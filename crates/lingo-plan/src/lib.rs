//! Lingo-PLAN: multi-step execution plans
//!
//! A request that needs more than one capability (summarize, then
//! translate; research and write in parallel) becomes an `ExecutionPlan`.
//! The model proposes a plan; it is normalized and validated before use.
//! When the model is unavailable or its plan is rejected, a narrow
//! detector covers summarize-then-translate. Anything else is reported
//! as single-step.

pub mod detector;
pub mod prompt;
pub mod synthesizer;
pub mod validate;

pub use detector::{detect_summarize_translate, needs_planning};
pub use synthesizer::{PlanDecision, PlanSource, PlanSynthesizer};
pub use validate::{normalize_plan, validate_plan};
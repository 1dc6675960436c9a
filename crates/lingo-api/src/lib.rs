//! Lingo API /v1: REST endpoints over the coordination engine
pub mod handlers;
pub mod http_provider;
pub mod metrics;
pub mod middleware;

use axum::{
    routing::{get, post},
    Router,
};
use lingo_engine::CoordinationEngine;
use std::sync::Arc;
use tower_http::trace::TraceLayer;

pub use http_provider::{HttpProvider, HttpProviderConfig};
pub use metrics::Metrics;

/// Shared handler state
#[derive(Clone)]
pub struct AppState {
    pub engine: Arc<CoordinationEngine>,
    pub metrics: Metrics,
}

impl AppState {
    pub fn new(engine: CoordinationEngine) -> Result<Self, prometheus::Error> {
        Ok(Self {
            engine: Arc::new(engine),
            metrics: Metrics::new()?,
        })
    }
}

pub fn create_app(state: AppState) -> Router {
    Router::new()
        .route("/v1/coordinate", post(handlers::coordinate))
        .route("/v1/classify", post(handlers::classify))
        .route("/v1/plan", post(handlers::plan))
        .route("/v1/health", get(handlers::health))
        .route("/metrics", get(handlers::metrics))
        .layer(middleware::cors())
        .layer(TraceLayer::new_for_http())
        .with_state(state)
}

pub async fn run(addr: &str, state: AppState) -> std::io::Result<()> {
    let app = create_app(state);
    let listener = tokio::net::TcpListener::bind(addr).await?;

    tracing::info!("Lingo API listening on {}", addr);
    axum::serve(listener, app).await
}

Problem description:
The answer must be the lines from the one containing "pub async fn" through the last line of the records, copied exactly, with nothing else.

Reply to the task:
pub async fn run(addr: &str, state: AppState) -> std::io::Result<()> {
    let app = create_app(state);
    let listener = tokio::net::TcpListener::bind(addr).await?;

    tracing::info!("Lingo API listening on {}", addr);
    axum::serve(listener, app).await
}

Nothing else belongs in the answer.